Georgia Equality challenged that assumption in press conference after press conference. “It’s critical that we do this. Not only are we people of faith, but our families are,” he said.
Graham acknowledged tension between his group and the business community, but said he also recognized that Georgia corporations – such as Delta Air Lines – have paid a heavy price for siding with Georgia Equality. The airline may lose a 10-year-old, $23 million-a-year sales tax break on aviation fuel.
“Last year, it really was the business community stepping up. I think in many ways, the silence of the business community this year has made us work harder,” Graham said.
Once created, new political operations seldom melt away. As a result of its increased clout in the Capitol, Georgia Equality is likely to be a stronger player in the 2017 race for mayor of Atlanta.
Graham was disinclined to speak of that.
But the head of Georgia Equality said his group intended to widen its targeting at the Capitol to include legislation that would bar discrimination by sexual orientation in state government.
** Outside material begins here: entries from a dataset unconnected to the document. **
//! Forecast provider backed by a remote prediction endpoint

use super::{ForecastProvider, Resource};
use crate::config::OutlookConfig;
use crate::error::{OutlookError, Result};
use reqwest::blocking::Client;
use serde::{Deserialize, Serialize};
use std::time::Duration;
use tracing::{info, warn};

/// Request body sent to the forecast endpoint
#[derive(Debug, Clone, PartialEq, Serialize)]
pub struct ForecastRequest<'a> {
    pub resource_type: &'a str,
    pub resource_name: &'a str,
    pub horizon: usize,
}

#[derive(Debug, Deserialize)]
struct ForecastResponse {
    forecast: Vec<f64>,
}

/// POSTs forecast requests as JSON and reads `{"forecast": [..]}` back
#[derive(Debug, Clone)]
pub struct HttpForecastProvider {
    client: Client,
    endpoint: String,
}

impl HttpForecastProvider {
    pub fn new(endpoint: impl Into<String>, timeout: Duration) -> Result<Self> {
        let client = Client::builder().timeout(timeout).build()?;
        Ok(Self {
            client,
            endpoint: endpoint.into(),
        })
    }

    pub fn from_config(config: &OutlookConfig) -> Result<Self> {
        Self::new(
            config.forecast_endpoint.clone(),
            Duration::from_secs(config.request_timeout_secs),
        )
    }

    pub fn endpoint(&self) -> &str {
        &self.endpoint
    }

    /// Parse the endpoint's JSON body into forecast values
    pub fn parse_response(body: &str) -> Result<Vec<f64>> {
        let response: ForecastResponse = serde_json::from_str(body)?;
        if response.forecast.iter().any(|v| !v.is_finite()) {
            return Err(OutlookError::Provider(
                "Forecast contains non-finite values".to_string(),
            ));
        }
        Ok(response.forecast)
    }
}

impl ForecastProvider for HttpForecastProvider {
    fn forecast(&self, resource: &Resource, horizon: usize) -> Result<Vec<f64>> {
        let request = ForecastRequest {
            resource_type: resource.kind.as_str(),
            resource_name: &resource.name,
            horizon,
        };
        info!(%resource, horizon, endpoint = %self.endpoint, "requesting forecast");

        let response = self.client.post(self.endpoint.as_str()).json(&request).send()?;
        let status = response.status();
        if !status.is_success() {
            return Err(OutlookError::Provider(format!(
                "Forecast endpoint returned {}",
                status
            )));
        }

        let values = Self::parse_response(&response.text()?)?;
        if values.len() != horizon {
            warn!(%resource, horizon, received = values.len(), "forecast length differs from horizon");
        }
        Ok(values)
    }
}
“We’re eventually going to have to pass some civil rights law here in Georgia,” Graham said. “My community depends upon that legislation.”
In law-making, as in war, defense requires less blood and fewer tears than offense. Stopping legislation is easier than pushing an initiative through to passage.
But it has been a year of remarkable change in the Capitol. Who’s to say the world can’t be turned upside down again?